The eight children of Maria Ponce all filed claims this month against Cloverdale - a precursor to a lawsuit -#8212; alleging that city officials were negligent in failing to correct the dangerous conditions at the crosswalk.
Guadalupe Castro Barragan, 83, the pickup driver who struck Ponce the night of July 7, also filed a claim stating that he had to undergo the trauma of being involved in a fatal accident, as well as the stigma and costs associated with the criminal charges filed against him.
"They knew it was a dark area," said Gloria Ponce, who noted there had been previous accidents at the crossing prior before her mother's death, but the city failed to take corrective action.

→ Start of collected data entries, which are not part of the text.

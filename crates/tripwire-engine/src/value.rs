//! Values that flow through a graph walk
//!
//! A walk threads a [`Variables`] map from node to node. Producers write into
//! it, consumers and interpolation read from it. Anything that can be walked
//! with a dotted path (`player.name`) implements [`StructuredValue`].

use std::collections::HashMap;
use std::fmt;
use std::sync::Arc;

use serde::{Deserialize, Serialize};

/// Coercion target for evaluated values
#[derive(Debug, Clone, Copy, PartialEq, Eq, Hash, Serialize, Deserialize)]
#[serde(rename_all = "snake_case")]
pub enum ValueKind {
    /// Keep whatever the evaluation produced
    Any,
    /// Boolean
    Bool,
    /// Double-precision number
    Number,
    /// Text
    Text,
}

impl fmt::Display for ValueKind {
    fn fmt(&self, f: &mut fmt::Formatter<'_>) -> fmt::Result {
        let name = match self {
            Self::Any => "any",
            Self::Bool => "boolean",
            Self::Number => "number",
            Self::Text => "text",
        };
        f.write_str(name)
    }
}

/// A value that exposes named fields for dotted-path access
///
/// Host event types and structured payloads implement this so interpolation
/// can reach into them without reflection.
pub trait StructuredValue: Send + Sync + fmt::Debug {
    /// Look up a single field by name
    fn get_field(&self, name: &str) -> Option<Value>;

    /// Text rendering used when the whole value is interpolated
    fn to_text(&self) -> String {
        format!("{:?}", self)
    }
}

/// A variable value
#[derive(Clone)]
pub enum Value {
    Bool(bool),
    Number(f64),
    Text(String),
    Structured(Arc<dyn StructuredValue>),
}

impl Value {
    /// Wrap a structured value
    pub fn structured(value: impl StructuredValue + 'static) -> Self {
        Self::Structured(Arc::new(value))
    }

    /// The kind this value naturally has
    pub fn kind(&self) -> ValueKind {
        match self {
            Self::Bool(_) => ValueKind::Bool,
            Self::Number(_) => ValueKind::Number,
            Self::Text(_) => ValueKind::Text,
            Self::Structured(_) => ValueKind::Any,
        }
    }

    /// Numeric view: numbers as-is, text parsed as a float
    pub fn as_number(&self) -> Option<f64> {
        match self {
            Self::Number(n) => Some(*n),
            Self::Text(s) => s.trim().parse::<f64>().ok(),
            _ => None,
        }
    }

    /// Boolean view: booleans as-is, text `true`/`false` (any case)
    pub fn as_bool(&self) -> Option<bool> {
        match self {
            Self::Bool(b) => Some(*b),
            Self::Text(s) if s.eq_ignore_ascii_case("true") => Some(true),
            Self::Text(s) if s.eq_ignore_ascii_case("false") => Some(false),
            _ => None,
        }
    }

    /// Look up a field on a structured value
    pub fn get_field(&self, name: &str) -> Option<Value> {
        match self {
            Self::Structured(inner) => inner.get_field(name),
            _ => None,
        }
    }
}

impl fmt::Display for Value {
    fn fmt(&self, f: &mut fmt::Formatter<'_>) -> fmt::Result {
        match self {
            Self::Bool(b) => write!(f, "{}", b),
            Self::Number(n) => write!(f, "{}", n),
            Self::Text(s) => f.write_str(s),
            Self::Structured(inner) => f.write_str(&inner.to_text()),
        }
    }
}

impl fmt::Debug for Value {
    fn fmt(&self, f: &mut fmt::Formatter<'_>) -> fmt::Result {
        match self {
            Self::Bool(b) => f.debug_tuple("Bool").field(b).finish(),
            Self::Number(n) => f.debug_tuple("Number").field(n).finish(),
            Self::Text(s) => f.debug_tuple("Text").field(s).finish(),
            Self::Structured(inner) => f.debug_tuple("Structured").field(inner).finish(),
        }
    }
}

impl PartialEq for Value {
    fn eq(&self, other: &Self) -> bool {
        match (self, other) {
            (Self::Bool(a), Self::Bool(b)) => a == b,
            (Self::Number(a), Self::Number(b)) => a == b,
            (Self::Text(a), Self::Text(b)) => a == b,
            (Self::Structured(a), Self::Structured(b)) => Arc::ptr_eq(a, b),
            _ => false,
        }
    }
}

impl From<bool> for Value {
    fn from(value: bool) -> Self {
        Self::Bool(value)
    }
}

impl From<f64> for Value {
    fn from(value: f64) -> Self {
        Self::Number(value)
    }
}

impl From<i64> for Value {
    fn from(value: i64) -> Self {
        Self::Number(value as f64)
    }
}

impl From<&str> for Value {
    fn from(value: &str) -> Self {
        Self::Text(value.to_string())
    }
}

impl From<String> for Value {
    fn from(value: String) -> Self {
        Self::Text(value)
    }
}

impl Value {
    /// Convert a JSON value; `null` has no counterpart and maps to `None`
    pub fn from_json(value: serde_json::Value) -> Option<Self> {
        match value {
            serde_json::Value::Null => None,
            serde_json::Value::Bool(b) => Some(Self::Bool(b)),
            serde_json::Value::Number(n) => n.as_f64().map(Self::Number),
            serde_json::Value::String(s) => Some(Self::Text(s)),
            other => Some(Self::Structured(Arc::new(other))),
        }
    }
}

impl StructuredValue for serde_json::Value {
    fn get_field(&self, name: &str) -> Option<Value> {
        let field = match self {
            serde_json::Value::Object(map) => map.get(name),
            serde_json::Value::Array(items) => name.parse::<usize>().ok().and_then(|i| items.get(i)),
            _ => None,
        }?;
        Value::from_json(field.clone())
    }

    fn to_text(&self) -> String {
        self.to_string()
    }
}

/// The per-walk variable context
#[derive(Debug, Clone, Default)]
pub struct Variables {
    values: HashMap<String, Value>,
}

impl Variables {
    /// Create an empty context
    pub fn new() -> Self {
        Self::default()
    }

    /// Get a top-level variable
    pub fn get(&self, name: &str) -> Option<&Value> {
        self.values.get(name)
    }

    /// Set a top-level variable, returning the previous value
    pub fn insert(&mut self, name: impl Into<String>, value: impl Into<Value>) -> Option<Value> {
        self.values.insert(name.into(), value.into())
    }

    /// Remove a top-level variable
    pub fn remove(&mut self, name: &str) -> Option<Value> {
        self.values.remove(name)
    }

    /// Check whether a top-level variable exists
    pub fn contains(&self, name: &str) -> bool {
        self.values.contains_key(name)
    }

    pub fn len(&self) -> usize {
        self.values.len()
    }

    pub fn is_empty(&self) -> bool {
        self.values.is_empty()
    }

    /// Resolve a dotted path
    ///
    /// The first segment is a variable name; every following segment is a
    /// field access on the value found so far. Any missing segment resolves to
    /// `None`.
    pub fn resolve(&self, path: &str) -> Option<Value> {
        let path = path.trim();
        let mut segments = path.split('.').map(str::trim);
        let head = segments.next()?;

        let Some(mut current) = self.values.get(head).cloned() else {
            log::debug!("Variable not found: {}", head);
            return None;
        };

        for segment in segments {
            match current.get_field(segment) {
                Some(next) => current = next,
                None => {
                    log::debug!("Field '{}' not found while resolving '{}'", segment, path);
                    return None;
                }
            }
        }

        Some(current)
    }
}

impl FromIterator<(String, Value)> for Variables {
    fn from_iter<I: IntoIterator<Item = (String, Value)>>(iter: I) -> Self {
        Self {
            values: iter.into_iter().collect(),
        }
    }
}
//! Engine configuration
//!
//! Defaults live in [`defaults`]; hosts overlay environment variables with
//! [`EngineConfig::from_env`] or read a JSON file with [`EngineConfig::load`].

use std::path::{Path, PathBuf};
use std::time::Duration;

use serde::{Deserialize, Serialize};

use crate::error::Result;

/// Single source of truth for file names and default values
pub mod defaults {
    /// Directory holding the persisted graph and blobs
    pub const DATA_DIR: &str = "workflow";
    /// Persisted graph
    pub const WORKFLOW_FILE: &str = "workflow.json";
    /// Opaque node-local data blob
    pub const WORKFLOW_DATA_FILE: &str = "workflow_data.json";
    /// Opaque node-local state blob
    pub const WORKFLOW_STATE_FILE: &str = "workflow_state.json";
    /// Bounded background worker count
    pub const WORKER_POOL_SIZE: usize = 20;
    /// Maximum nodes one walk may visit
    pub const MAX_HOPS: u32 = 1024;
    /// How long shutdown waits for running worker jobs
    pub const DRAIN_TIMEOUT_MS: u64 = 5000;
}

/// Environment variable names
pub mod env {
    pub const DATA_DIR: &str = "TRIPWIRE_DATA_DIR";
    pub const WORKER_POOL_SIZE: &str = "TRIPWIRE_WORKER_POOL_SIZE";
    pub const MAX_HOPS: &str = "TRIPWIRE_MAX_HOPS";
    pub const DRAIN_TIMEOUT_MS: &str = "TRIPWIRE_DRAIN_TIMEOUT_MS";
}

/// Engine configuration
#[derive(Debug, Clone, PartialEq, Eq, Serialize, Deserialize)]
pub struct EngineConfig {
    /// Directory for the persisted graph and blobs
    #[serde(default = "default_data_dir")]
    pub data_dir: PathBuf,
    /// Number of background workers
    #[serde(default = "default_worker_pool_size")]
    pub worker_pool_size: usize,
    /// Hop guard per walk; `None` disables it
    #[serde(default = "default_max_hops")]
    pub max_hops: Option<u32>,
    /// Shutdown drain timeout in milliseconds
    #[serde(default = "default_drain_timeout_ms")]
    pub drain_timeout_ms: u64,
}

fn default_data_dir() -> PathBuf {
    PathBuf::from(defaults::DATA_DIR)
}

fn default_worker_pool_size() -> usize {
    defaults::WORKER_POOL_SIZE
}

fn default_max_hops() -> Option<u32> {
    Some(defaults::MAX_HOPS)
}

fn default_drain_timeout_ms() -> u64 {
    defaults::DRAIN_TIMEOUT_MS
}

impl Default for EngineConfig {
    fn default() -> Self {
        Self {
            data_dir: default_data_dir(),
            worker_pool_size: default_worker_pool_size(),
            max_hops: default_max_hops(),
            drain_timeout_ms: default_drain_timeout_ms(),
        }
    }
}

impl EngineConfig {
    /// Defaults overlaid with `TRIPWIRE_*` environment variables
    pub fn from_env() -> Self {
        Self::from_lookup(|name| std::env::var(name).ok())
    }

    /// Defaults overlaid with values from `lookup`
    ///
    /// Malformed values are logged and ignored. A hop limit of `0` disables
    /// the guard.
    pub fn from_lookup(lookup: impl Fn(&str) -> Option<String>) -> Self {
        let mut config = Self::default();

        if let Some(dir) = lookup(env::DATA_DIR).filter(|d| !d.trim().is_empty()) {
            config.data_dir = PathBuf::from(dir);
        }
        if let Some(size) = parse_var::<usize>(&lookup, env::WORKER_POOL_SIZE) {
            if size == 0 {
                log::warn!("Ignoring {}=0", env::WORKER_POOL_SIZE);
            } else {
                config.worker_pool_size = size;
            }
        }
        if let Some(hops) = parse_var::<u32>(&lookup, env::MAX_HOPS) {
            config.max_hops = (hops > 0).then_some(hops);
        }
        if let Some(ms) = parse_var::<u64>(&lookup, env::DRAIN_TIMEOUT_MS) {
            config.drain_timeout_ms = ms;
        }

        config
    }

    /// Load configuration from a JSON file; missing keys take defaults
    pub fn load(path: impl AsRef<Path>) -> Result<Self> {
        let contents = std::fs::read_to_string(path.as_ref())?;
        let config = serde_json::from_str(&contents)?;
        log::info!("Configuration loaded from {:?}", path.as_ref());
        Ok(config)
    }

    pub fn drain_timeout(&self) -> Duration {
        Duration::from_millis(self.drain_timeout_ms)
    }
}

fn parse_var<T: std::str::FromStr>(lookup: &impl Fn(&str) -> Option<String>, name: &str) -> Option<T> {
    let raw = lookup(name)?;
    match raw.trim().parse::<T>() {
        Ok(value) => Some(value),
        Err(_) => {
            log::warn!("Ignoring malformed {}='{}'", name, raw);
            None
        }
    }
}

"They put a price tag on people's lives," she asserted Monday. "They know they need upgrades on crosswalks, but the city moves very poorly in that area."
The claims are scheduled for consideration by the City Council on Wednesday. City administrators recommend they be rejected and referred to the Redwood Empire Municipal Insurance Fund, which covers Cloverdale and more than a dozen other cities.

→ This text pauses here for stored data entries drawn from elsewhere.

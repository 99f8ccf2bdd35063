//! Wait Node
//!
//! Pauses a walk without holding a thread: the rest of the walk is handed to
//! the shared timer and resumed from there.

use tripwire_engine::{
    Consumer, Field, NodeColor, NodeDescriptor, NodeGroup, NodeInstance, NodeMetadata, Result,
    Unit, Walk, WorkflowNode,
};

use crate::seconds;

/// Wait Node
///
/// # Fields
/// - `delay` (default `1`) - seconds to wait; expressions allowed
///
/// # Outputs
/// - `Next` - continued after the delay with a copy of the variables
#[derive(Debug, Default, Clone, Copy)]
pub struct WaitNode;

impl WaitNode {
    pub const NAME: &'static str = "Wait";
    pub const FIELD_DELAY: &'static str = "delay";
}

impl NodeDescriptor for WaitNode {
    fn descriptor() -> NodeMetadata {
        NodeMetadata::new(Self::NAME, NodeGroup::Control, NodeColor::Amber)
            .field(
                Field::new(Self::FIELD_DELAY)
                    .consume(Consumer::double().default_value("1").unit(Unit::Second)),
            )
            .output("Next", "After the delay")
    }
}

impl WorkflowNode for WaitNode {
    fn execute(&self, node: &NodeInstance, walk: &mut Walk) -> Result<()> {
        let delay = node.consumer(Self::FIELD_DELAY)?.as_double(walk.variables())?;
        let delay = seconds(node, Self::FIELD_DELAY, delay)?;
        let Some(next) = node.next_id()?.map(str::to_string) else {
            return Ok(());
        };

        let rest = walk.fork();
        let handle = walk.schedule_once(delay, move || rest.resume(Some(&next)));
        log::debug!("Wait '{}' resumes in {:?} (task {})", node.id(), delay, handle.id());
        Ok(())
    }
}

City Manager Paul Cayler on Monday declined to comment on the claims, which seek "in excess" of $10,000 apiece.
After Ponce was struck and killed in the crosswalk, members of her large family -#8212; consisting of eight surviving children and 33 grandchildren -#8212; implored the City Council to put in safety improvements.
The city hired a traffic consultant to study the intersection at Healdsburg Avenue, just south of the Citrus Fair. Then, two teenage boys were hit in the crosswalk by a pickup and injured on Halloween night.

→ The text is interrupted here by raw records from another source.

//! Graph validation for persisted workflows
//!
//! Reports every problem in a [`WorkflowContext`] at once instead of stopping
//! at the first. The loader re-raises the fatal subset itself; broken links
//! and cycles are tolerated at runtime and only reported here.

use std::collections::{HashMap, HashSet, VecDeque};

use crate::registry::NodeRegistry;
use crate::types::WorkflowContext;

/// Validation finding with location context
#[derive(Debug, Clone, PartialEq, Eq)]
pub enum ValidationError {
    /// Two descriptors share an id
    DuplicateNodeId { node_id: String },
    /// An output points at a node id that does not exist
    BrokenLink {
        node_id: String,
        output: String,
        next_id: String,
    },
    /// A node has an unknown type (not in registry)
    UnknownNodeType { node_id: String, node_type: String },
    /// State names an output the type does not declare
    UnknownOutput { node_id: String, output: String },
    /// State names a field the type does not declare
    UnknownField { node_id: String, field: String },
    /// A required consumer has no value and no default
    MissingRequiredValue { node_id: String, field: String },
    /// The graph contains a cycle; walks through it end at the hop limit
    CycleDetected,
}

impl ValidationError {
    /// Whether the loader refuses a graph with this finding
    pub fn is_fatal(&self) -> bool {
        !matches!(self, Self::BrokenLink { .. } | Self::CycleDetected)
    }
}

impl std::fmt::Display for ValidationError {
    fn fmt(&self, f: &mut std::fmt::Formatter<'_>) -> std::fmt::Result {
        match self {
            Self::DuplicateNodeId { node_id } => write!(f, "Duplicate node id '{}'", node_id),
            Self::BrokenLink {
                node_id,
                output,
                next_id,
            } => write!(
                f,
                "Output '{}' of node '{}' points at unknown node '{}'",
                output, node_id, next_id
            ),
            Self::UnknownNodeType { node_id, node_type } => {
                write!(f, "Unknown node type '{}' for node '{}'", node_type, node_id)
            }
            Self::UnknownOutput { node_id, output } => {
                write!(f, "Node '{}' has no output '{}'", node_id, output)
            }
            Self::UnknownField { node_id, field } => {
                write!(f, "Node '{}' has no field '{}'", node_id, field)
            }
            Self::MissingRequiredValue { node_id, field } => {
                write!(f, "Required field '{}' on node '{}' has no value", field, node_id)
            }
            Self::CycleDetected => write!(f, "Cycle detected in graph"),
        }
    }
}

impl std::error::Error for ValidationError {}

/// Validate a persisted workflow
///
/// Pass a registry to also check node types, outputs and fields.
pub fn validate_context(
    context: &WorkflowContext,
    registry: Option<&NodeRegistry>,
) -> Vec<ValidationError> {
    let mut errors = Vec::new();

    validate_ids(context, &mut errors);
    validate_links(context, &mut errors);
    detect_cycles(context, &mut errors);

    if let Some(reg) = registry {
        validate_against_types(context, reg, &mut errors);
    }

    errors
}

fn validate_ids(context: &WorkflowContext, errors: &mut Vec<ValidationError>) {
    let mut seen = HashSet::new();
    for node in &context.nodes {
        if !seen.insert(node.id.as_str()) {
            errors.push(ValidationError::DuplicateNodeId {
                node_id: node.id.clone(),
            });
        }
    }
}

fn validate_links(context: &WorkflowContext, errors: &mut Vec<ValidationError>) {
    let ids: HashSet<&str> = context.nodes.iter().map(|n| n.id.as_str()).collect();
    for (from, output, to) in context.links() {
        if !ids.contains(to) {
            errors.push(ValidationError::BrokenLink {
                node_id: from.to_string(),
                output: output.to_string(),
                next_id: to.to_string(),
            });
        }
    }
}

/// Detect cycles using Kahn's algorithm
fn detect_cycles(context: &WorkflowContext, errors: &mut Vec<ValidationError>) {
    let mut in_degree: HashMap<&str, usize> = HashMap::new();
    for node in &context.nodes {
        in_degree.insert(&node.id, 0);
    }
    let links: Vec<(&str, &str)> = context
        .links()
        .filter(|(_, _, to)| in_degree.contains_key(to))
        .map(|(from, _, to)| (from, to))
        .collect();
    for (_, to) in &links {
        if let Some(deg) = in_degree.get_mut(to) {
            *deg += 1;
        }
    }

    let mut queue: VecDeque<&str> = in_degree
        .iter()
        .filter(|(_, &deg)| deg == 0)
        .map(|(&id, _)| id)
        .collect();

    let mut visited = 0;
    while let Some(node_id) = queue.pop_front() {
        visited += 1;
        for (from, to) in &links {
            if *from == node_id {
                if let Some(deg) = in_degree.get_mut(to) {
                    *deg -= 1;
                    if *deg == 0 {
                        queue.push_back(*to);
                    }
                }
            }
        }
    }

    if visited < in_degree.len() {
        errors.push(ValidationError::CycleDetected);
    }
}

/// Check types, outputs, fields and required values against the registry
fn validate_against_types(
    context: &WorkflowContext,
    registry: &NodeRegistry,
    errors: &mut Vec<ValidationError>,
) {
    for node in &context.nodes {
        let Some(metadata) = registry.get_metadata(&node.name) else {
            errors.push(ValidationError::UnknownNodeType {
                node_id: node.id.clone(),
                node_type: node.name.clone(),
            });
            continue;
        };

        for output in node.state.outputs.keys() {
            if metadata.find_output(output).is_none() {
                errors.push(ValidationError::UnknownOutput {
                    node_id: node.id.clone(),
                    output: output.clone(),
                });
            }
        }

        for field in node.state.fields.keys() {
            if metadata.find_field(field).is_none() {
                errors.push(ValidationError::UnknownField {
                    node_id: node.id.clone(),
                    field: field.clone(),
                });
            }
        }

        for field in &metadata.fields {
            let Some(consumer) = field.consumer() else {
                continue;
            };
            let supplied = node
                .state
                .fields
                .get(field.name())
                .is_some_and(|state| state.consumer.is_some());
            if consumer.is_required() && !supplied && !consumer.is_bound() {
                errors.push(ValidationError::MissingRequiredValue {
                    node_id: node.id.clone(),
                    field: field.name().to_string(),
                });
            }
        }
    }
}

One of the boys had both legs broken and spent weeks in the hospital.
That spurred another outcry from more than 100 citizens, mostly from the Ponce family and Latino community, beseeching the City Council to do something.
The Police Department acknowledged that there had been five accidents at the intersection in the past year involving pedestrians, or bicyclists struck by vehicles, and recommended a four-way stop.
Instead, the city earlier this month installed a $60,000 LightGuard system, with road-embedded, flashing amber lights on each side of the crosswalk, touted as one of the most effective systems for getting motorists to notice pedestrians and stop.
The city also added a second overhead street light and the speed limit was reduced from 35 miles per hour to 25.
According to Cloverdale Police, a main factor in the fatal accident was that Castro Barragan was not wearing corrective lenses as required by his driver's license.
But his wife, Petra Estrada, on Monday insisted that he was wearing them at the time of the accident.
In a phone interview, she said he took off his glasses when he got out of his truck after striking the woman.
"He took them off and put them in his bag," she said in Spanish.
But that is contrary to information in the Cloverdale Police report which said Castro Barragan stated he wears reading glasses, but was not wearing any contacts or glasses at the time of the collision.
He was cited for not wearing corrective lenses as required by his driver's license, as well as failure to yield the right-of-way.